You can now rebuild your deployer container and install the application.

Part 2: Crafting the schema

schema.yaml is a basic JSON schema with Marketplace extensions. See this document for more references.

Declare RBAC requirements (and disable RBAC in the chart)

While helm recommends that charts should create RBAC resources by default, Marketplace requires that charts must not create k8s service accounts or RBAC resources.

Modify your charts' values.yaml to disable service account and RBAC resource creation. (Note that the wordpress example does not create a service account and this step is not required for all charts). If you created the recommended wrapper chart, you can easily add override values to do this.

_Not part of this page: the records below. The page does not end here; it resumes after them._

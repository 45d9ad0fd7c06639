use axum::{
    body::Body,
    extract::{FromRequestParts, State},
    http::{HeaderMap, Request, header, request::Parts},
    middleware::Next,
    response::Response,
};

use crate::{
    common::error::AppError,
    config::AppState,
    models::{admin::Admin, user::User},
};

fn bearer_token(headers: &HeaderMap) -> Option<&str> {
    headers
        .get(header::AUTHORIZATION)
        .and_then(|value| value.to_str().ok())
        .and_then(|value| value.strip_prefix("Bearer "))
}

// Guarda dos recursos acadêmicos: o token precisa pertencer a um admin,
// e o admin autenticado vira o tenant de todas as consultas da requisição.
pub async fn admin_guard(
    State(app_state): State<AppState>,
    mut request: Request<Body>,
    next: Next,
) -> Result<Response, AppError> {
    let token = bearer_token(request.headers()).ok_or(AppError::InvalidToken)?;
    let admin = app_state.auth_service.validate_admin_token(token).await?;

    request.extensions_mut().insert(AuthenticatedAdmin(admin));
    Ok(next.run(request).await)
}

// Guarda do recurso de usuários: o token resolve contra a tabela `users`.
pub async fn user_guard(
    State(app_state): State<AppState>,
    mut request: Request<Body>,
    next: Next,
) -> Result<Response, AppError> {
    let token = bearer_token(request.headers()).ok_or(AppError::InvalidToken)?;
    let user = app_state.auth_service.validate_user_token(token).await?;

    request.extensions_mut().insert(CurrentUser(user));
    Ok(next.run(request).await)
}

// Extrator para obter o admin autenticado diretamente nos handlers
#[derive(Debug, Clone)]
pub struct AuthenticatedAdmin(pub Admin);

impl<S> FromRequestParts<S> for AuthenticatedAdmin
where
    S: Send + Sync,
{
    type Rejection = AppError;

    async fn from_request_parts(parts: &mut Parts, _state: &S) -> Result<Self, Self::Rejection> {
        parts
            .extensions
            .get::<AuthenticatedAdmin>()
            .cloned()
            .ok_or(AppError::InvalidToken)
    }
}

// Extrator para obter o usuário autenticado diretamente nos handlers
#[derive(Debug, Clone)]
pub struct CurrentUser(pub User);

impl<S> FromRequestParts<S> for CurrentUser
where
    S: Send + Sync,
{
    type Rejection = AppError;

    async fn from_request_parts(parts: &mut Parts, _state: &S) -> Result<Self, Self::Rejection> {
        parts
            .extensions
            .get::<CurrentUser>()
            .cloned()
            .ok_or(AppError::InvalidToken)
    }
}

#[cfg(test)]
mod tests {
    use super::*;
    use axum::http::HeaderValue;

    #[test]
    fn extrai_o_token_do_cabecalho() {
        let mut headers = HeaderMap::new();
        headers.insert(
            header::AUTHORIZATION,
            HeaderValue::from_static("Bearer abc.def.ghi"),
        );
        assert_eq!(bearer_token(&headers), Some("abc.def.ghi"));
    }

    #[test]
    fn cabecalho_ausente_ou_sem_prefixo_falha() {
        let headers = HeaderMap::new();
        assert_eq!(bearer_token(&headers), None);

        let mut headers = HeaderMap::new();
        headers.insert(
            header::AUTHORIZATION,
            HeaderValue::from_static("Basic abc123"),
        );
        assert_eq!(bearer_token(&headers), None);
    }
}
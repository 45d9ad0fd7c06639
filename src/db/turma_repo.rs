use sqlx::PgPool;
use uuid::Uuid;

use super::map_constraint_violation;
use crate::{
    common::{error::AppError, pagination::PaginationParams},
    models::turma::{CreateTurmaPayload, Turma, UpdateTurmaPayload},
};

#[derive(Clone)]
pub struct TurmaRepository {
    pool: PgPool,
}

impl TurmaRepository {
    pub fn new(pool: PgPool) -> Self {
        Self { pool }
    }

    fn sort_column(sort: Option<&str>) -> &'static str {
        match sort {
            Some("codigo") => "codigo",
            Some("semestre") => "semestre",
            Some("updatedAt") => "updated_at",
            _ => "created_at",
        }
    }

    pub async fn insert(
        &self,
        admin_id: Uuid,
        payload: &CreateTurmaPayload,
    ) -> Result<Turma, AppError> {
        sqlx::query_as::<_, Turma>(
            r#"
            INSERT INTO turmas (codigo, semestre, turno, modalidade, curso_id, admin_id)
            VALUES ($1, $2, $3, $4, $5, $6)
            RETURNING *
            "#,
        )
        .bind(&payload.codigo)
        .bind(&payload.semestre)
        .bind(payload.turno)
        .bind(payload.modalidade)
        .bind(payload.curso_id)
        .bind(admin_id)
        .fetch_one(&self.pool)
        .await
        .map_err(map_constraint_violation)
    }

    pub async fn list(
        &self,
        admin_id: Uuid,
        params: &PaginationParams,
    ) -> Result<(i64, Vec<Turma>), AppError> {
        let mut tx = self.pool.begin().await?;

        let total = sqlx::query_scalar::<_, i64>("SELECT COUNT(*) FROM turmas WHERE admin_id = $1")
            .bind(admin_id)
            .fetch_one(&mut *tx)
            .await?;

        let query = format!(
            "SELECT * FROM turmas WHERE admin_id = $1 ORDER BY {} {} LIMIT $2 OFFSET $3",
            Self::sort_column(params.sort.as_deref()),
            params.sort_dir().as_sql(),
        );
        let data = sqlx::query_as::<_, Turma>(&query)
            .bind(admin_id)
            .bind(params.per_page())
            .bind(params.offset())
            .fetch_all(&mut *tx)
            .await?;

        tx.commit().await?;
        Ok((total, data))
    }

    pub async fn find_by_id(&self, admin_id: Uuid, id: Uuid) -> Result<Turma, AppError> {
        sqlx::query_as::<_, Turma>("SELECT * FROM turmas WHERE id = $1 AND admin_id = $2")
            .bind(id)
            .bind(admin_id)
            .fetch_optional(&self.pool)
            .await?
            .ok_or(AppError::TurmaNotFound)
    }

    pub async fn update(
        &self,
        admin_id: Uuid,
        id: Uuid,
        payload: &UpdateTurmaPayload,
    ) -> Result<Turma, AppError> {
        sqlx::query_as::<_, Turma>(
            r#"
            UPDATE turmas SET
                codigo = COALESCE($1, codigo),
                semestre = COALESCE($2, semestre),
                turno = COALESCE($3, turno),
                modalidade = COALESCE($4, modalidade),
                curso_id = COALESCE($5, curso_id),
                updated_at = NOW()
            WHERE id = $6 AND admin_id = $7
            RETURNING *
            "#,
        )
        .bind(payload.codigo.as_deref())
        .bind(payload.semestre.as_deref())
        .bind(payload.turno)
        .bind(payload.modalidade)
        .bind(payload.curso_id)
        .bind(id)
        .bind(admin_id)
        .fetch_optional(&self.pool)
        .await
        .map_err(map_constraint_violation)?
        .ok_or(AppError::TurmaNotFound)
    }

    pub async fn delete(&self, admin_id: Uuid, id: Uuid) -> Result<Turma, AppError> {
        sqlx::query_as::<_, Turma>(
            "DELETE FROM turmas WHERE id = $1 AND admin_id = $2 RETURNING *",
        )
        .bind(id)
        .bind(admin_id)
        .fetch_optional(&self.pool)
        .await?
        .ok_or(AppError::TurmaNotFound)
    }
}
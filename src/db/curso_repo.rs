use sqlx::PgPool;
use uuid::Uuid;

use super::map_constraint_violation;
use crate::{
    common::{error::AppError, pagination::PaginationParams},
    models::{
        curso::{CreateCursoPayload, Curso, CursoComDisciplinas, UpdateCursoPayload},
        disciplina::Disciplina,
    },
};

#[derive(Clone)]
pub struct CursoRepository {
    pool: PgPool,
}

impl CursoRepository {
    pub fn new(pool: PgPool) -> Self {
        Self { pool }
    }

    // Colunas aceitas no ?sort=; qualquer outra cai no default.
    fn sort_column(sort: Option<&str>) -> &'static str {
        match sort {
            Some("codigo") => "codigo",
            Some("nome") => "nome",
            Some("updatedAt") => "updated_at",
            _ => "created_at",
        }
    }

    pub async fn insert(
        &self,
        admin_id: Uuid,
        payload: &CreateCursoPayload,
    ) -> Result<Curso, AppError> {
        sqlx::query_as::<_, Curso>(
            r#"
            INSERT INTO cursos (codigo, nome, descricao, admin_id)
            VALUES ($1, $2, $3, $4)
            RETURNING *
            "#,
        )
        .bind(&payload.codigo)
        .bind(&payload.nome)
        .bind(payload.descricao.as_deref().unwrap_or(""))
        .bind(admin_id)
        .fetch_one(&self.pool)
        .await
        .map_err(map_constraint_violation)
    }

    // Contagem, página e disciplinas relacionadas na mesma transação: as
    // três leituras enxergam o mesmo snapshot. Cada curso da página sai com
    // as suas disciplinas embutidas.
    pub async fn list(
        &self,
        admin_id: Uuid,
        params: &PaginationParams,
    ) -> Result<(i64, Vec<CursoComDisciplinas>), AppError> {
        let mut tx = self.pool.begin().await?;

        let total = sqlx::query_scalar::<_, i64>("SELECT COUNT(*) FROM cursos WHERE admin_id = $1")
            .bind(admin_id)
            .fetch_one(&mut *tx)
            .await?;

        let query = format!(
            "SELECT * FROM cursos WHERE admin_id = $1 ORDER BY {} {} LIMIT $2 OFFSET $3",
            Self::sort_column(params.sort.as_deref()),
            params.sort_dir().as_sql(),
        );
        let cursos = sqlx::query_as::<_, Curso>(&query)
            .bind(admin_id)
            .bind(params.per_page())
            .bind(params.offset())
            .fetch_all(&mut *tx)
            .await?;

        // Uma única consulta cobre todas as disciplinas da página.
        let ids: Vec<Uuid> = cursos.iter().map(|c| c.id).collect();
        let disciplinas = sqlx::query_as::<_, Disciplina>(
            "SELECT * FROM disciplinas WHERE curso_id = ANY($1) ORDER BY created_at DESC",
        )
        .bind(&ids)
        .fetch_all(&mut *tx)
        .await?;

        tx.commit().await?;

        let data = cursos
            .into_iter()
            .map(|curso| {
                let disciplinas = disciplinas
                    .iter()
                    .filter(|d| d.curso_id == curso.id)
                    .cloned()
                    .collect();
                CursoComDisciplinas { curso, disciplinas }
            })
            .collect();

        Ok((total, data))
    }

    // Linha de outro admin é indistinguível de linha inexistente.
    pub async fn find_by_id(&self, admin_id: Uuid, id: Uuid) -> Result<Curso, AppError> {
        sqlx::query_as::<_, Curso>("SELECT * FROM cursos WHERE id = $1 AND admin_id = $2")
            .bind(id)
            .bind(admin_id)
            .fetch_optional(&self.pool)
            .await?
            .ok_or(AppError::CursoNotFound)
    }

    pub async fn update(
        &self,
        admin_id: Uuid,
        id: Uuid,
        payload: &UpdateCursoPayload,
    ) -> Result<Curso, AppError> {
        sqlx::query_as::<_, Curso>(
            r#"
            UPDATE cursos SET
                codigo = COALESCE($1, codigo),
                nome = COALESCE($2, nome),
                descricao = COALESCE($3, descricao),
                updated_at = NOW()
            WHERE id = $4 AND admin_id = $5
            RETURNING *
            "#,
        )
        .bind(payload.codigo.as_deref())
        .bind(payload.nome.as_deref())
        .bind(payload.descricao.as_deref())
        .bind(id)
        .bind(admin_id)
        .fetch_optional(&self.pool)
        .await
        .map_err(map_constraint_violation)?
        .ok_or(AppError::CursoNotFound)
    }

    // Curso referenciado por disciplina/turma/aluno não pode ser apagado;
    // a chave estrangeira vira 409.
    pub async fn delete(&self, admin_id: Uuid, id: Uuid) -> Result<Curso, AppError> {
        sqlx::query_as::<_, Curso>(
            "DELETE FROM cursos WHERE id = $1 AND admin_id = $2 RETURNING *",
        )
        .bind(id)
        .bind(admin_id)
        .fetch_optional(&self.pool)
        .await
        .map_err(map_constraint_violation)?
        .ok_or(AppError::CursoNotFound)
    }
}

// Testes de integração: cada um roda em um banco provisionado pelo
// #[sqlx::test], com as migrações aplicadas.
#[cfg(test)]
mod tests {
    use super::*;

    async fn novo_admin(pool: &PgPool) -> Uuid {
        sqlx::query_scalar(
            "INSERT INTO admins (email, name, password) VALUES ($1, 'Teste', 'hash') RETURNING id",
        )
        .bind(format!("{}@escola.com", Uuid::new_v4()))
        .fetch_one(pool)
        .await
        .unwrap()
    }

    fn payload(codigo: &str) -> CreateCursoPayload {
        CreateCursoPayload {
            codigo: codigo.into(),
            nome: "Geografia".into(),
            descricao: None,
        }
    }

    #[sqlx::test]
    async fn linha_de_outro_admin_eh_indistinguivel_de_inexistente(pool: PgPool) {
        let repo = CursoRepository::new(pool.clone());
        let admin_a = novo_admin(&pool).await;
        let admin_b = novo_admin(&pool).await;

        let curso = repo.insert(admin_a, &payload("GEO")).await.unwrap();

        assert!(matches!(
            repo.find_by_id(admin_b, curso.id).await,
            Err(AppError::CursoNotFound)
        ));

        let patch = UpdateCursoPayload {
            codigo: None,
            nome: Some("Invadido".into()),
            descricao: None,
        };
        assert!(matches!(
            repo.update(admin_b, curso.id, &patch).await,
            Err(AppError::CursoNotFound)
        ));
        assert!(matches!(
            repo.delete(admin_b, curso.id).await,
            Err(AppError::CursoNotFound)
        ));

        // O dono continua enxergando a linha intacta.
        let intacto = repo.find_by_id(admin_a, curso.id).await.unwrap();
        assert_eq!(intacto.nome, "Geografia");
    }

    #[sqlx::test]
    async fn codigo_duplicado_vira_conflito_sem_gravar(pool: PgPool) {
        let repo = CursoRepository::new(pool.clone());
        let admin = novo_admin(&pool).await;

        repo.insert(admin, &payload("MAT")).await.unwrap();

        // Mesmo código, inclusive vindo de outro tenant: unicidade é global.
        let outro_admin = novo_admin(&pool).await;
        assert!(matches!(
            repo.insert(outro_admin, &payload("MAT")).await,
            Err(AppError::CodigoAlreadyExists)
        ));

        let total: i64 = sqlx::query_scalar("SELECT COUNT(*) FROM cursos")
            .fetch_one(&pool)
            .await
            .unwrap();
        assert_eq!(total, 1);
    }

    #[sqlx::test]
    async fn listagem_traz_as_disciplinas_de_cada_curso(pool: PgPool) {
        let repo = CursoRepository::new(pool.clone());
        let admin = novo_admin(&pool).await;

        let geo = repo.insert(admin, &payload("GEO")).await.unwrap();
        let mat = repo.insert(admin, &payload("MAT")).await.unwrap();

        sqlx::query(
            "INSERT INTO disciplinas (codigo, nome, carga_horaria, periodo, curso_id, admin_id)
             VALUES ('GEO001', 'Climatologia', 66, '2', $1, $2)",
        )
        .bind(geo.id)
        .bind(admin)
        .execute(&pool)
        .await
        .unwrap();

        let (total, data) = repo.list(admin, &PaginationParams::default()).await.unwrap();
        assert_eq!(total, 2);

        let com_geo = data.iter().find(|c| c.curso.id == geo.id).unwrap();
        assert_eq!(com_geo.disciplinas.len(), 1);
        assert_eq!(com_geo.disciplinas[0].codigo, "GEO001");

        let com_mat = data.iter().find(|c| c.curso.id == mat.id).unwrap();
        assert!(com_mat.disciplinas.is_empty());
    }

    #[sqlx::test]
    async fn curso_referenciado_nao_pode_ser_apagado(pool: PgPool) {
        let repo = CursoRepository::new(pool.clone());
        let admin = novo_admin(&pool).await;
        let curso = repo.insert(admin, &payload("GEO")).await.unwrap();

        sqlx::query(
            "INSERT INTO disciplinas (codigo, nome, carga_horaria, periodo, curso_id, admin_id)
             VALUES ('GEO001', 'Climatologia', 66, '2', $1, $2)",
        )
        .bind(curso.id)
        .bind(admin)
        .execute(&pool)
        .await
        .unwrap();

        assert!(matches!(
            repo.delete(admin, curso.id).await,
            Err(AppError::ForeignKeyViolation(_))
        ));
    }
}
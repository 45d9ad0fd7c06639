use sqlx::PgPool;
use uuid::Uuid;

use super::map_constraint_violation;
use crate::{
    common::{error::AppError, pagination::PaginationParams},
    models::professor::{CreateProfessorPayload, Professor, UpdateProfessorPayload},
};

#[derive(Clone)]
pub struct ProfessorRepository {
    pool: PgPool,
}

impl ProfessorRepository {
    pub fn new(pool: PgPool) -> Self {
        Self { pool }
    }

    fn sort_column(sort: Option<&str>) -> &'static str {
        match sort {
            Some("matricula") => "matricula",
            Some("nomeCompleto") => "nome_completo",
            Some("especialidade") => "especialidade",
            Some("email") => "email",
            Some("updatedAt") => "updated_at",
            _ => "created_at",
        }
    }

    // A senha já chega com hash; o serviço cuida do bcrypt.
    pub async fn insert(
        &self,
        admin_id: Uuid,
        payload: &CreateProfessorPayload,
        password_hash: &str,
    ) -> Result<Professor, AppError> {
        sqlx::query_as::<_, Professor>(
            r#"
            INSERT INTO professores
                (matricula, nome_completo, data_nascimento, especialidade, email, password, admin_id)
            VALUES ($1, $2, $3, $4, $5, $6, $7)
            RETURNING *
            "#,
        )
        .bind(&payload.matricula)
        .bind(&payload.nome_completo)
        .bind(payload.data_nascimento)
        .bind(&payload.especialidade)
        .bind(&payload.email)
        .bind(password_hash)
        .bind(admin_id)
        .fetch_one(&self.pool)
        .await
        .map_err(map_constraint_violation)
    }

    pub async fn list(
        &self,
        admin_id: Uuid,
        params: &PaginationParams,
    ) -> Result<(i64, Vec<Professor>), AppError> {
        let mut tx = self.pool.begin().await?;

        let total =
            sqlx::query_scalar::<_, i64>("SELECT COUNT(*) FROM professores WHERE admin_id = $1")
                .bind(admin_id)
                .fetch_one(&mut *tx)
                .await?;

        let query = format!(
            "SELECT * FROM professores WHERE admin_id = $1 ORDER BY {} {} LIMIT $2 OFFSET $3",
            Self::sort_column(params.sort.as_deref()),
            params.sort_dir().as_sql(),
        );
        let data = sqlx::query_as::<_, Professor>(&query)
            .bind(admin_id)
            .bind(params.per_page())
            .bind(params.offset())
            .fetch_all(&mut *tx)
            .await?;

        tx.commit().await?;
        Ok((total, data))
    }

    pub async fn find_by_id(&self, admin_id: Uuid, id: Uuid) -> Result<Professor, AppError> {
        sqlx::query_as::<_, Professor>("SELECT * FROM professores WHERE id = $1 AND admin_id = $2")
            .bind(id)
            .bind(admin_id)
            .fetch_optional(&self.pool)
            .await?
            .ok_or(AppError::ProfessorNotFound)
    }

    pub async fn update(
        &self,
        admin_id: Uuid,
        id: Uuid,
        payload: &UpdateProfessorPayload,
        password_hash: Option<&str>,
    ) -> Result<Professor, AppError> {
        sqlx::query_as::<_, Professor>(
            r#"
            UPDATE professores SET
                matricula = COALESCE($1, matricula),
                nome_completo = COALESCE($2, nome_completo),
                data_nascimento = COALESCE($3, data_nascimento),
                especialidade = COALESCE($4, especialidade),
                email = COALESCE($5, email),
                password = COALESCE($6, password),
                updated_at = NOW()
            WHERE id = $7 AND admin_id = $8
            RETURNING *
            "#,
        )
        .bind(payload.matricula.as_deref())
        .bind(payload.nome_completo.as_deref())
        .bind(payload.data_nascimento)
        .bind(payload.especialidade.as_deref())
        .bind(payload.email.as_deref())
        .bind(password_hash)
        .bind(id)
        .bind(admin_id)
        .fetch_optional(&self.pool)
        .await
        .map_err(map_constraint_violation)?
        .ok_or(AppError::ProfessorNotFound)
    }

    pub async fn delete(&self, admin_id: Uuid, id: Uuid) -> Result<Professor, AppError> {
        sqlx::query_as::<_, Professor>(
            "DELETE FROM professores WHERE id = $1 AND admin_id = $2 RETURNING *",
        )
        .bind(id)
        .bind(admin_id)
        .fetch_optional(&self.pool)
        .await?
        .ok_or(AppError::ProfessorNotFound)
    }
}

There should be a service account value that the charts take. The service account is specified under podSpec attribute of workload types, like Deployment, StatefulSet. Assume it to be {{ .Values.controller.serviceAccount }}, you can add the following property to your schema.yaml.

properties:
  controller.serviceAccount:
    type: string
    x-google-marketplace:
      type: SERVICE_ACCOUNT
      serviceAccount:
        roles:
        - type: ClusterRole
          rulesType: PREDEFINED
          rulesFromRoleName: edit

(Don't forget to include the name of the subchart if you're modifying the subchart's value, e.g. wordpress.controller.serviceAccount with our wrapper chart example above.)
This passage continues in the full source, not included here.